Ещё обычно говорят про любовь. "И спросят нас, любили ль вы, и вы ответим, да, любили". Бывает любовь дружеская, и т. п. Всё это очень хорошо и красиво, но это тоже не важно. Это важно только в момент, когда оно было. Люди тянутся друг к другу, чтобы воспроизвести себя, это всего лишь сотрудничество в общей цели, но не сама цель.
Да, и ещё — ничто в этой жизни не важно, в конечном счёте. Ваще ничто. Все обычные размышлялки-утешалки на эту тему упираются в тот простой факт, что ничто не вечно. А как важным может быть то, что не вечно? Никак. Вопрос снят, заседание закрыто.
* * *
Однако, я обошёл вопрос религии, с которым я как-то не очень дружу. Как анальгетик, оно работает, конечно. Но есть у меня подозрения, что всё это самовнушение, не более того.

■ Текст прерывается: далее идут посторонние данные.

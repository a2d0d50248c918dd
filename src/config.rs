use std::env;

use thiserror::Error;

pub const DEFAULT_PORT: u16 = 5000;
pub const DEFAULT_HOST: &str = "0.0.0.0";

#[derive(Debug, Error)]
pub enum ConfigError {
    #[error("PORT must be a number between 0 and 65535, got {0:?}")]
    InvalidPort(String),
}

impl From<ConfigError> for std::io::Error {
    fn from(err: ConfigError) -> Self {
        std::io::Error::new(std::io::ErrorKind::InvalidInput, err)
    }
}

/// Server settings read from the environment
#[derive(Debug, Clone, PartialEq, Eq)]
pub struct AppConfig {
    pub host: String,
    pub port: u16,
}

impl AppConfig {
    pub fn from_env() -> Result<Self, ConfigError> {
        let host = env::var("HOST")
            .ok()
            .filter(|h| !h.trim().is_empty())
            .unwrap_or_else(|| DEFAULT_HOST.to_string());

        let port = match env::var("PORT") {
            Ok(raw) if !raw.trim().is_empty() => raw
                .trim()
                .parse::<u16>()
                .map_err(|_| ConfigError::InvalidPort(raw.clone()))?,
            _ => DEFAULT_PORT,
        };

        Ok(AppConfig { host, port })
    }
}
use std::collections::HashMap;
use std::sync::Arc;

use serde_json::Value;
use tokio::sync::Mutex;

use crate::otp::model::OtpCode;

/// In-memory mapping of phone number to its outstanding code.
///
/// Clones share the same map. Every operation holds the lock for its whole
/// duration, so a check-and-delete never interleaves with an issue for the
/// same phone.
#[derive(Clone, Default)]
pub struct OtpStore {
    inner: Arc<Mutex<HashMap<String, OtpCode>>>,
}

impl OtpStore {
    pub fn new() -> Self {
        Self::default()
    }

    /// Upsert the code for `phone`, returning the code it replaced
    pub async fn set(&self, phone: &str, code: OtpCode) -> Option<OtpCode> {
        let mut store = self.inner.lock().await;
        store.insert(phone.to_string(), code)
    }

    pub async fn get(&self, phone: &str) -> Option<OtpCode> {
        let store = self.inner.lock().await;
        store.get(phone).copied()
    }

    pub async fn remove(&self, phone: &str) -> Option<OtpCode> {
        let mut store = self.inner.lock().await;
        store.remove(phone)
    }

    /// Remove the code for `phone` if `candidate` matches it.
    ///
    /// Returns whether a code was consumed. A mismatch leaves the entry as is.
    pub async fn take_if_matches(&self, phone: &str, candidate: &Value) -> bool {
        let mut store = self.inner.lock().await;
        match store.get(phone) {
            Some(code) if code.matches(candidate) => {
                store.remove(phone);
                true
            }
            _ => false,
        }
    }

    pub async fn len(&self) -> usize {
        self.inner.lock().await.len()
    }

    pub async fn is_empty(&self) -> bool {
        self.inner.lock().await.is_empty()
    }
}
use super::controller::{send_otp, verify_otp};
use actix_web::web;

pub fn otp_routes(cfg: &mut web::ServiceConfig) {
    cfg.route("/send-otp", web::post().to(send_otp))
        .route("/verify-otp", web::post().to(verify_otp));
}
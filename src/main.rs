use actix_cors::Cors;
use actix_web::http::StatusCode;
use actix_web::middleware::{ErrorHandlers, Logger};
use actix_web::{App, HttpServer, web};
use dotenv::dotenv;
use env_logger::Env;
use log::info;

use otp_backend::config::AppConfig;
use otp_backend::middleware::error_handler::handle_error;
use otp_backend::middleware::not_found::not_found;
use otp_backend::otp::service::OtpService;
use otp_backend::router::index::routes;
use otp_backend::store::OtpStore;

#[actix_web::main]
async fn main() -> std::io::Result<()> {
    // Load environment variables from .env file
    dotenv().ok();

    env_logger::Builder::from_env(Env::default().default_filter_or("info")).init();

    let config = AppConfig::from_env()?;

    // One store for the whole process, shared by every worker
    let otp_service = web::Data::new(OtpService::new(OtpStore::new()));

    info!("Server running on port {}", config.port);

    HttpServer::new(move || {
        let cors = Cors::default()
            .allow_any_origin()
            .send_wildcard()
            .allow_any_method()
            .allow_any_header();

        App::new()
            .wrap(Logger::default())
            .app_data(otp_service.clone())
            .configure(routes)
            .wrap(
                ErrorHandlers::new()
                    .handler(StatusCode::NOT_FOUND, not_found)
                    .default_handler(handle_error),
            )
            .wrap(cors)
    })
    .bind((config.host.as_str(), config.port))?
    .run()
    .await?;

    info!("Server has stopped");

    Ok(())
}
//! Tipos de erro do Matcache.

use ndarray_linalg::error::LinalgError;
use thiserror::Error;

/// Tipo de resultado padrão do Matcache.
pub type MatcacheResult<T> = Result<T, MatcacheError>;

/// Erros possíveis no Matcache.
#[derive(Error, Debug)]
pub enum MatcacheError {
    #[error("Erro de configuração: {0}")]
    Config(String),

    #[error("Configuração não encontrada em: {0}")]
    ConfigNotFound(String),

    #[error("Erro de IO: {0}")]
    Io(#[from] std::io::Error),

    #[error("Erro ao parsear TOML: {0}")]
    TomlParse(#[from] toml::de::Error),

    #[error("Erro ao serializar TOML: {0}")]
    TomlSerialize(#[from] toml::ser::Error),

    #[error("Erro de JSON: {0}")]
    Json(#[from] serde_json::Error),

    #[error("Falha na inversão: {0}")]
    Linalg(#[from] LinalgError),

    #[error("Matriz contém valores não finitos (NaN ou infinito)")]
    NonFinite,

    #[error("Matriz numericamente singular (det = {0:e})")]
    Singular(f64),

    #[error("Matriz malformada: {0}")]
    MatrixShape(String),

    #[error("{0}")]
    Other(String),
}

impl MatcacheError {
    /// Cria um erro genérico.
    pub fn other<S: Into<String>>(msg: S) -> Self {
        Self::Other(msg.into())
    }

    /// Cria um erro de configuração.
    pub fn config<S: Into<String>>(msg: S) -> Self {
        Self::Config(msg.into())
    }
}
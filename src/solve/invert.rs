//! Wrapper da primitiva de inversão.

use ndarray::Array2;
use ndarray_linalg::{Determinant, Inverse};

use crate::types::config::InvertConfig;
use crate::types::errors::{MatcacheError, MatcacheResult};

/// Inverte uma matriz quadrada densa.
///
/// A fatoração e a inversão em si são do LAPACK, via
/// [`ndarray_linalg::Inverse`]; este wrapper só aplica as verificações
/// opcionais pedidas em `options` antes de delegar.
///
/// # Erros
/// - [`MatcacheError::NonFinite`] se `check_finite` está ativo e a matriz
///   contém NaN ou infinito.
/// - [`MatcacheError::Singular`] se `singular_epsilon > 0` e o determinante
///   fica dentro do limiar.
/// - [`MatcacheError::Linalg`] para matrizes não quadradas ou singulares
///   detectadas pelo LAPACK, repassado sem tradução.
pub fn invert(matrix: &Array2<f64>, options: &InvertConfig) -> MatcacheResult<Array2<f64>> {
    if options.check_finite && matrix.iter().any(|v| !v.is_finite()) {
        return Err(MatcacheError::NonFinite);
    }

    if options.singular_epsilon > 0.0 {
        let det = matrix.det()?;
        if det.abs() <= options.singular_epsilon {
            return Err(MatcacheError::Singular(det));
        }
    }

    Ok(matrix.inv()?)
}
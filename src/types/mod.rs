//! Tipos compartilhados do Matcache.

pub mod config;
pub mod errors;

Иногда полезное и мудрое, но самовнушение. Раньше я пугался при рассказах о бывших комсомольцах 1930-х, которые до самой смерти твёрдо отказывались от "поповских фокусов", а сейчас я их понимаю, и даже в какой-то степени уважаю.
Правда не бывает грустной. Она грустная, только если она нас огорчает — идёт вразрез с нашими убеждениями, ожиданиями, ощущениями, и прочими идеями. Она сама по себе, и не может быть плохой или хорошей — как булыжник, который летит, может разбить тебе голову, а может и нажать кнопку, от которой зависит твоё спасение. Но в обоих случаях, булыжник, это сам по себе булыжник, он не плохой и не хороший, он не ставил себе целью убить тебя или спасти тебя. А мы говорим, "Бог послал".

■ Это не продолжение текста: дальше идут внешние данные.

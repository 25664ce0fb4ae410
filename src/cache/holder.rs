//! Holder de matriz com slot único de cache para a inversa.

use chrono::{DateTime, Utc};
use ndarray::Array2;

/// Inversa em cache.
#[derive(Debug, Clone)]
pub struct CachedInverse {
    /// A matriz inversa armazenada.
    pub matrix: Array2<f64>,

    /// Momento em que foi cacheada.
    pub cached_at: DateTime<Utc>,
}

impl CachedInverse {
    /// Cria uma nova inversa em cache.
    pub fn new(matrix: Array2<f64>) -> Self {
        Self {
            matrix,
            cached_at: Utc::now(),
        }
    }
}

/// Estatísticas do cache.
#[derive(Debug, Clone, Default)]
pub struct CacheStats {
    /// Número de acertos (cache hits).
    pub hits: u64,

    /// Número de erros (cache misses).
    pub misses: u64,
}

impl CacheStats {
    /// Calcula a taxa de acerto.
    pub fn hit_rate(&self) -> f64 {
        let total = self.hits + self.misses;
        if total == 0 {
            0.0
        } else {
            self.hits as f64 / total as f64
        }
    }
}

/// Holder de uma matriz primária e de um slot de cache para a sua inversa.
///
/// O slot tem exatamente dois estados: ausente (`None`) ou populado. Ele
/// nasce ausente e volta a ausente a cada [`set_primary`], que é o único
/// gatilho de invalidação. A chave do cache é a identidade da primária mais
/// recente, nunca igualdade de conteúdo: trocar a primária por uma matriz
/// semanticamente idêntica ainda invalida o slot.
///
/// [`set_primary`]: CachedMatrixHolder::set_primary
#[derive(Debug, Clone)]
pub struct CachedMatrixHolder {
    primary: Array2<f64>,
    cached_inverse: Option<CachedInverse>,
    hits: u64,
    misses: u64,
}

impl CachedMatrixHolder {
    /// Cria um holder com a matriz primária inicial e o slot ausente.
    pub fn new(primary: Array2<f64>) -> Self {
        Self {
            primary,
            cached_inverse: None,
            hits: 0,
            misses: 0,
        }
    }

    /// Troca a matriz primária e invalida o slot de cache.
    ///
    /// Sempre bem-sucedida; nenhuma validação de forma ou invertibilidade
    /// acontece aqui.
    pub fn set_primary(&mut self, new_value: Array2<f64>) {
        self.primary = new_value;
        self.cached_inverse = None;
    }

    /// Retorna a matriz primária atual.
    pub fn primary(&self) -> &Array2<f64> {
        &self.primary
    }

    /// Sobrescreve o slot de cache com a inversa fornecida.
    ///
    /// O valor não é verificado contra a primária: a consistência
    /// matemática é obrigação de quem chama (na prática, de
    /// [`cache_solve`](crate::cache_solve)).
    pub fn set_cached_inverse(&mut self, value: Array2<f64>) {
        self.cached_inverse = Some(CachedInverse::new(value));
    }

    /// Retorna a inversa em cache, se o slot estiver populado.
    pub fn cached_inverse(&self) -> Option<&CachedInverse> {
        self.cached_inverse.as_ref()
    }

    /// Retorna estatísticas do cache.
    pub fn stats(&self) -> CacheStats {
        CacheStats {
            hits: self.hits,
            misses: self.misses,
        }
    }

    pub(crate) fn record_hit(&mut self) {
        self.hits += 1;
    }

    pub(crate) fn record_miss(&mut self) {
        self.misses += 1;
    }
}

impl Default for CachedMatrixHolder {
    /// Holder vazio: primária 0x0 e slot ausente.
    fn default() -> Self {
        Self::new(Array2::zeros((0, 0)))
    }
}
//! Interface de linha de comando do Matcache.

pub mod commands;

use clap::{Parser, Subcommand};
use std::path::PathBuf;

/// Matcache - inversão de matrizes com cache de slot único.
#[derive(Parser, Debug)]
#[command(name = "matcache")]
#[command(author, version, about, long_about = None)]
pub struct Cli {
    /// Arquivo de configuração.
    #[arg(short, long, default_value = "matcache.toml")]
    pub config: PathBuf,

    /// Modo verbose.
    #[arg(short, long)]
    pub verbose: bool,

    /// Modo silencioso.
    #[arg(short, long)]
    pub quiet: bool,

    /// Comando a executar.
    #[command(subcommand)]
    pub command: Commands,
}

/// Comandos disponíveis.
#[derive(Subcommand, Debug)]
pub enum Commands {
    /// Inverte uma matriz lida de um arquivo JSON (`-` para stdin).
    Invert {
        /// Arquivo com a matriz em JSON (`[[...],[...]]`).
        file: PathBuf,

        /// Resolve N vezes no mesmo holder para demonstrar o cache.
        #[arg(short, long, default_value_t = 1)]
        repeat: u64,
    },

    /// Roda o cenário de demonstração do cache.
    Demo,

    /// Inicializa configuração no diretório atual.
    Init {
        /// Diretório de destino (padrão: diretório atual).
        #[arg(short, long)]
        path: Option<PathBuf>,
    },

    /// Mostra versão.
    Version,
}
//! Cache de slot único para a inversa da matriz primária.
//!
//! Este módulo implementa o holder que guarda uma matriz primária e um
//! único slot de cache para a sua inversa. O slot é invalidado sempre que
//! a primária é trocada, evitando recomputações dentro de uma mesma época.

mod holder;

pub use holder::{CacheStats, CachedInverse, CachedMatrixHolder};
use clap::{Parser, ValueEnum};
use std::path::PathBuf;

use wavebars::BackendKind;

#[derive(Parser, Debug)]
#[command(name = "wavebars", about = "Extract RMS waveform bars from compressed audio")]
pub struct Cli {
    /// Input audio files (MP3, WAV, FLAC, OGG, AAC)
    #[arg(required = true)]
    pub inputs: Vec<PathBuf>,

    /// Number of bars per waveform
    #[arg(long, default_value_t = 200)]
    pub bars: u32,

    /// Keep every Nth decoded sample
    #[arg(long, default_value_t = 20)]
    pub decimation: u32,

    /// Decoder backend
    #[arg(long, value_enum, default_value_t = BackendKind::Symphonia)]
    pub backend: BackendKind,

    /// Scale each waveform so its loudest bar is 1.0
    #[arg(long)]
    pub normalize: bool,

    /// Give up on a decoder that produces no output for this long
    #[arg(long, default_value_t = 10_000)]
    pub stall_timeout_ms: u64,

    /// Output format
    #[arg(long, value_enum, default_value_t = OutputFormat::Json)]
    pub format: OutputFormat,

    /// Output file (stdout when omitted)
    #[arg(short, long)]
    pub output: Option<PathBuf>,

    /// Config file (defaults to wavebars.toml or the user config dir)
    #[arg(long)]
    pub config: Option<PathBuf>,
}

#[derive(Debug, Clone, Copy, PartialEq, Eq, ValueEnum)]
pub enum OutputFormat {
    /// Pretty-printed JSON array of reports
    Json,
    /// One comma-separated line of bars per input
    Text,
}
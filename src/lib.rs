//! # wavebars
//!
//! Decodes compressed audio (MP3 first and foremost) and reduces it to a
//! fixed number of RMS amplitude bars for waveform views.
//!
//! ```no_run
//! let bytes = std::fs::read("song.mp3")?;
//! let bars = wavebars::extract_waveform(&bytes, 200, 20)?;
//! assert_eq!(bars.len(), 200);
//! # Ok::<(), Box<dyn std::error::Error>>(())
//! ```

/// Decoder backends and PCM normalization
pub mod audio;
/// Configuration file loading
pub mod config;
/// Error taxonomy
pub mod error;
/// End-to-end extraction pipeline
pub mod extract;
/// RMS bar reduction
pub mod waveform;

pub use audio::{BackendKind, DecodeBackend, PcmSource, StreamFormat};
pub use error::WaveformError;
pub use extract::{extract_waveform, Extractor, DEFAULT_BARS, DEFAULT_DECIMATION};
pub use waveform::Waveform;

/// Result type for waveform operations
pub type Result<T> = std::result::Result<T, WaveformError>;
use serde::Deserialize;
use std::path::{Path, PathBuf};

use crate::audio::BackendKind;
use crate::extract::{DEFAULT_BARS, DEFAULT_DECIMATION, DEFAULT_STALL_TIMEOUT};

#[derive(Debug, Default, Deserialize)]
pub struct Config {
    #[serde(default)]
    pub waveform: WaveformConfig,
    #[serde(default)]
    pub decoder: DecoderConfig,
}

#[derive(Debug, Deserialize)]
pub struct WaveformConfig {
    #[serde(default = "default_bars")]
    pub bars: u32,
    #[serde(default = "default_decimation")]
    pub decimation: u32,
    #[serde(default)]
    pub normalize: bool,
}

#[derive(Debug, Deserialize)]
pub struct DecoderConfig {
    #[serde(default)]
    pub backend: BackendKind,
    #[serde(default = "default_stall_timeout_ms")]
    pub stall_timeout_ms: u64,
}

impl Default for WaveformConfig {
    fn default() -> Self {
        Self {
            bars: default_bars(),
            decimation: default_decimation(),
            normalize: false,
        }
    }
}

impl Default for DecoderConfig {
    fn default() -> Self {
        Self {
            backend: BackendKind::default(),
            stall_timeout_ms: default_stall_timeout_ms(),
        }
    }
}

fn default_bars() -> u32 { DEFAULT_BARS }
fn default_decimation() -> u32 { DEFAULT_DECIMATION }
fn default_stall_timeout_ms() -> u64 { DEFAULT_STALL_TIMEOUT.as_millis() as u64 }

pub fn load_config(path: &Path) -> Option<Config> {
    let content = std::fs::read_to_string(path).ok()?;
    toml::from_str(&content).ok()
}

/// `wavebars.toml` in the working directory, then the user config locations.
pub fn find_config() -> Option<PathBuf> {
    let local = PathBuf::from("wavebars.toml");
    if local.exists() {
        return Some(local);
    }
    if let Some(home) = dirs::home_dir() {
        let xdg = home.join(".config").join("wavebars").join("config.toml");
        if xdg.exists() {
            return Some(xdg);
        }
    }
    if let Some(config_dir) = dirs::config_dir() {
        let platform = config_dir.join("wavebars").join("config.toml");
        if platform.exists() {
            return Some(platform);
        }
    }
    None
}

Когда перестаёшь подмешивать в картину мира посторонних агентов, картина мироздания становится сильно яснее. И относишься ты к ней спокойнее. Правда, это не избавляет от адской боли, когда булыжник всё-таки влетает тебе в лоб, но хотя бы, пока этого не случилось, оно хотя бы не замутняет картину.
Но это не запрет молиться и просить и надеяться, конечно. Но главный вывод, всё-таки, ветхозаветен. Ничто не вечно, всё пройдёт, всё прах. Всё неважно. Мы смертны.